# Assigned task:
From the entries, copy every line that carries the string "push".

# Input records:
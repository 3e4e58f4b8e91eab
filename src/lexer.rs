//! Scanner: source buffer -> token stream.
//!
//! Whitespace, `//` line comments and `/* ... */` block comments are
//! skipped entirely; they never reach the token stream. Every token
//! carries the 1-based line/column of its first character so later
//! stages can build a [`SourceLocation`] without re-scanning.

use crate::error::{CompileError, Result, SourceLocation};
use std::path::{Path, PathBuf};

#[derive(Debug, Clone, Copy, PartialEq, Eq)]
pub enum Keyword {
    Int,
    Char,
    Void,
    If,
    Else,
    For,
    While,
    Return,
    Sizeof,
    Struct,
    Union,
}

impl Keyword {
    fn from_str(s: &str) -> Option<Keyword> {
        Some(match s {
            "int" => Keyword::Int,
            "char" => Keyword::Char,
            "void" => Keyword::Void,
            "if" => Keyword::If,
            "else" => Keyword::Else,
            "for" => Keyword::For,
            "while" => Keyword::While,
            "return" => Keyword::Return,
            "sizeof" => Keyword::Sizeof,
            "struct" => Keyword::Struct,
            "union" => Keyword::Union,
            _ => return None,
        })
    }
}

#[derive(Debug, Clone, PartialEq, Eq)]
pub enum TokenKind {
    Ident(String),
    Integer(i64),
    /// Decoded character literal value, already sign-extended from the
    /// underlying signed 8-bit byte the way the rest of this dialect's
    /// `char` arithmetic works.
    Character(i64),
    /// Decoded byte payload of a string literal, including the implicit
    /// trailing zero.
    Str(Vec<u8>),
    Keyword(Keyword),
    /// A fixed lexeme: punctuators and the `#`/`##` preprocessor markers.
    Punct(&'static str),
    Eof,
}

#[derive(Debug, Clone, PartialEq, Eq)]
pub struct Token {
    pub kind: TokenKind,
    pub location: SourceLocation,
}

impl Token {
    pub fn is_punct(&self, p: &str) -> bool {
        matches!(&self.kind, TokenKind::Punct(s) if *s == p)
    }

    pub fn is_keyword(&self, kw: Keyword) -> bool {
        matches!(&self.kind, TokenKind::Keyword(k) if *k == kw)
    }

    pub fn ident(&self) -> Option<&str> {
        match &self.kind {
            TokenKind::Ident(s) => Some(s),
            _ => None,
        }
    }
}

/// Punctuators, longest first so the scanner's linear scan never matches a
/// short prefix (`=`) before a longer one that starts with it (`==`).
const PUNCTUATORS: &[&str] = &[
    "->", "==", "!=", "<=", ">=", "##", "+", "-", "*", "/", "(", ")", "{", "}", "[", "]", ",", ";",
    "=", "<", ">", "&", ".", "#",
];

pub struct Scanner<'a> {
    src: &'a [u8],
    pos: usize,
    line: usize,
    col: usize,
    file: PathBuf,
}

impl<'a> Scanner<'a> {
    pub fn new(src: &'a str, file: &Path) -> Self {
        Scanner {
            src: src.as_bytes(),
            pos: 0,
            line: 1,
            col: 1,
            file: file.to_path_buf(),
        }
    }

    pub fn tokenize(mut self) -> Result<Vec<Token>> {
        let mut tokens = Vec::new();
        loop {
            self.skip_trivia()?;
            let loc = self.here();
            let Some(c) = self.peek() else {
                tokens.push(Token {
                    kind: TokenKind::Eof,
                    location: loc,
                });
                break;
            };
            let token = if c.is_ascii_digit() {
                self.scan_integer(loc)
            } else if c == b'\'' {
                self.scan_character(loc)?
            } else if c == b'"' {
                self.scan_string(loc)?
            } else if is_ident_start(c) {
                self.scan_ident_or_keyword(loc)
            } else if let Some(p) = self.match_punct() {
                Token {
                    kind: TokenKind::Punct(p),
                    location: loc,
                }
            } else {
                return Err(CompileError::lex(
                    loc,
                    format!("unexpected character '{}'", c as char),
                ));
            };
            tokens.push(token);
        }
        Ok(tokens)
    }

    fn here(&self) -> SourceLocation {
        SourceLocation::new(self.file.clone(), self.line, self.col)
    }

    fn peek(&self) -> Option<u8> {
        self.src.get(self.pos).copied()
    }

    fn peek_at(&self, offset: usize) -> Option<u8> {
        self.src.get(self.pos + offset).copied()
    }

    fn advance(&mut self) -> Option<u8> {
        let c = self.peek()?;
        self.pos += 1;
        if c == b'\n' {
            self.line += 1;
            self.col = 1;
        } else {
            self.col += 1;
        }
        Some(c)
    }

    fn skip_trivia(&mut self) -> Result<()> {
        loop {
            match self.peek() {
                Some(c) if c.is_ascii_whitespace() => {
                    self.advance();
                }
                Some(b'/') if self.peek_at(1) == Some(b'/') => {
                    while !matches!(self.peek(), None | Some(b'\n')) {
                        self.advance();
                    }
                }
                Some(b'/') if self.peek_at(1) == Some(b'*') => {
                    let start = self.here();
                    self.advance();
                    self.advance();
                    loop {
                        match self.peek() {
                            None => {
                                return Err(CompileError::lex(start, "unterminated block comment"));
                            }
                            Some(b'*') if self.peek_at(1) == Some(b'/') => {
                                self.advance();
                                self.advance();
                                break;
                            }
                            _ => {
                                self.advance();
                            }
                        }
                    }
                }
                _ => break,
            }
        }
        Ok(())
    }

    fn scan_integer(&mut self, loc: SourceLocation) -> Token {
        let start = self.pos;
        while matches!(self.peek(), Some(c) if c.is_ascii_digit()) {
            self.advance();
        }
        let text = std::str::from_utf8(&self.src[start..self.pos]).unwrap();
        let value: i64 = text.parse().unwrap_or(i64::MAX);
        Token {
            kind: TokenKind::Integer(value),
            location: loc,
        }
    }

    fn scan_ident_or_keyword(&mut self, loc: SourceLocation) -> Token {
        let start = self.pos;
        while matches!(self.peek(), Some(c) if is_ident_continue(c)) {
            self.advance();
        }
        let text = std::str::from_utf8(&self.src[start..self.pos])
            .unwrap()
            .to_string();
        let kind = match Keyword::from_str(&text) {
            Some(kw) => TokenKind::Keyword(kw),
            None => TokenKind::Ident(text),
        };
        Token { kind, location: loc }
    }

    fn scan_character(&mut self, loc: SourceLocation) -> Result<Token> {
        self.advance(); // opening '
        let value = self.scan_escaped_byte(&loc)?;
        if self.peek() != Some(b'\'') {
            return Err(CompileError::lex(loc, "unterminated character literal"));
        }
        self.advance(); // closing '
        Ok(Token {
            kind: TokenKind::Character(value as i8 as i64),
            location: loc,
        })
    }

    fn scan_string(&mut self, loc: SourceLocation) -> Result<Token> {
        self.advance(); // opening "
        let mut bytes = Vec::new();
        loop {
            match self.peek() {
                None => return Err(CompileError::lex(loc, "unterminated string literal")),
                Some(b'"') => {
                    self.advance();
                    break;
                }
                _ => bytes.push(self.scan_escaped_byte(&loc)?),
            }
        }
        bytes.push(0);
        Ok(Token {
            kind: TokenKind::Str(bytes),
            location: loc,
        })
    }

    /// Scans one character-literal "element": either a plain byte or a
    /// backslash escape. Shared by character and string literals.
    fn scan_escaped_byte(&mut self, start: &SourceLocation) -> Result<u8> {
        let c = self
            .advance()
            .ok_or_else(|| CompileError::lex(start.clone(), "unexpected end of input"))?;
        if c != b'\\' {
            return Ok(c);
        }
        let e = self
            .advance()
            .ok_or_else(|| CompileError::lex(start.clone(), "unexpected end of input"))?;
        let value = match e {
            b'a' => 7,
            b'b' => 8,
            b'f' => 12,
            b'n' => 10,
            b'r' => 13,
            b't' => 9,
            // The corpus asserts '\v' == 8, colliding with '\b'. Followed
            // literally here; see DESIGN.md.
            b'v' => 8,
            b'e' => 27,
            b'"' => b'"',
            b'\'' => b'\'',
            b'?' => b'?',
            b'\\' => b'\\',
            b'x' | b'X' => {
                let mut value: u32 = 0;
                let mut any = false;
                while matches!(self.peek(), Some(c) if c.is_ascii_hexdigit()) {
                    let d = self.advance().unwrap();
                    value = value.wrapping_mul(16).wrapping_add(hex_digit(d));
                    any = true;
                }
                if !any {
                    return Err(CompileError::lex(
                        start.clone(),
                        "\\x escape with no hex digits",
                    ));
                }
                return Ok((value & 0xff) as u8);
            }
            b'0'..=b'7' => {
                let mut value: u32 = (e - b'0') as u32;
                for _ in 0..2 {
                    if matches!(self.peek(), Some(c) if (b'0'..=b'7').contains(&c)) {
                        let d = self.advance().unwrap();
                        value = value * 8 + (d - b'0') as u32;
                    } else {
                        break;
                    }
                }
                return Ok((value & 0xff) as u8);
            }
            other if other.is_ascii_alphabetic() => other,
            other => other,
        };
        Ok(value)
    }

    fn match_punct(&mut self) -> Option<&'static str> {
        for p in PUNCTUATORS {
            if self.src[self.pos..].starts_with(p.as_bytes()) {
                for _ in 0..p.len() {
                    self.advance();
                }
                return Some(p);
            }
        }
        None
    }
}

fn hex_digit(c: u8) -> u32 {
    match c {
        b'0'..=b'9' => (c - b'0') as u32,
        b'a'..=b'f' => (c - b'a' + 10) as u32,
        b'A'..=b'F' => (c - b'A' + 10) as u32,
        _ => unreachable!("caller already checked is_ascii_hexdigit"),
    }
}

pub(crate) fn is_ident_start(c: u8) -> bool {
    c.is_ascii_alphabetic() || c == b'_'
}

pub(crate) fn is_ident_continue(c: u8) -> bool {
    c.is_ascii_alphanumeric() || c == b'_'
}

#[cfg(test)]
mod tests {
    use super::*;

    fn tokenize(src: &str) -> Vec<TokenKind> {
        Scanner::new(src, Path::new("test.c"))
            .tokenize()
            .unwrap()
            .into_iter()
            .map(|t| t.kind)
            .collect()
    }

    #[test]
    fn skips_whitespace_and_comments() {
        let kinds = tokenize("  // comment\n/* block */ 42 ");
        assert_eq!(kinds, vec![TokenKind::Integer(42), TokenKind::Eof]);
    }

    #[test]
    fn punctuators_prefer_longest_match() {
        let kinds = tokenize("== = != !");
        // `!` alone is not a recognized punctuator in this dialect.
        assert!(matches!(kinds[0], TokenKind::Punct("==")));
        assert!(matches!(kinds[1], TokenKind::Punct("=")));
        assert!(matches!(kinds[2], TokenKind::Punct("!=")));
    }

    #[test]
    fn keywords_vs_identifiers() {
        let kinds = tokenize("int intx struct Struct");
        assert!(matches!(kinds[0], TokenKind::Keyword(Keyword::Int)));
        assert!(matches!(&kinds[1], TokenKind::Ident(s) if s == "intx"));
        assert!(matches!(kinds[2], TokenKind::Keyword(Keyword::Struct)));
        assert!(matches!(&kinds[3], TokenKind::Ident(s) if s == "Struct"));
    }

    #[test]
    fn character_escapes_match_corpus() {
        assert_eq!(tokenize("'\\v'")[0], TokenKind::Character(8));
        assert_eq!(tokenize("'\\b'")[0], TokenKind::Character(8));
        assert_eq!(tokenize("'\\e'")[0], TokenKind::Character(27));
        assert_eq!(tokenize("'\\x0aB'")[0], TokenKind::Character(-85));
        assert_eq!(tokenize("'\\x00ff'")[0], TokenKind::Character(-1));
        assert_eq!(tokenize("'\\127'")[0], TokenKind::Character(87));
        assert_eq!(tokenize("'\\A'")[0], TokenKind::Character(65));
    }

    #[test]
    fn string_literal_carries_trailing_zero() {
        let kinds = tokenize("\"ab\"");
        match &kinds[0] {
            TokenKind::Str(bytes) => assert_eq!(bytes, &[b'a', b'b', 0]),
            other => panic!("expected string literal, got {other:?}"),
        }
    }

    #[test]
    fn string_octal_then_digit() {
        // "\1500" decodes as octal \150 (= 'h' = 104) followed by the
        // literal character '0' (48).
        let kinds = tokenize("\"\\1500\"");
        match &kinds[0] {
            TokenKind::Str(bytes) => assert_eq!(bytes, &[104, 48, 0]),
            other => panic!("expected string literal, got {other:?}"),
        }
    }
}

# Solution to the exercise:
                tokens.push(Token {
            tokens.push(token);
                _ => bytes.push(self.scan_escaped_byte(&loc)?),
        bytes.push(0);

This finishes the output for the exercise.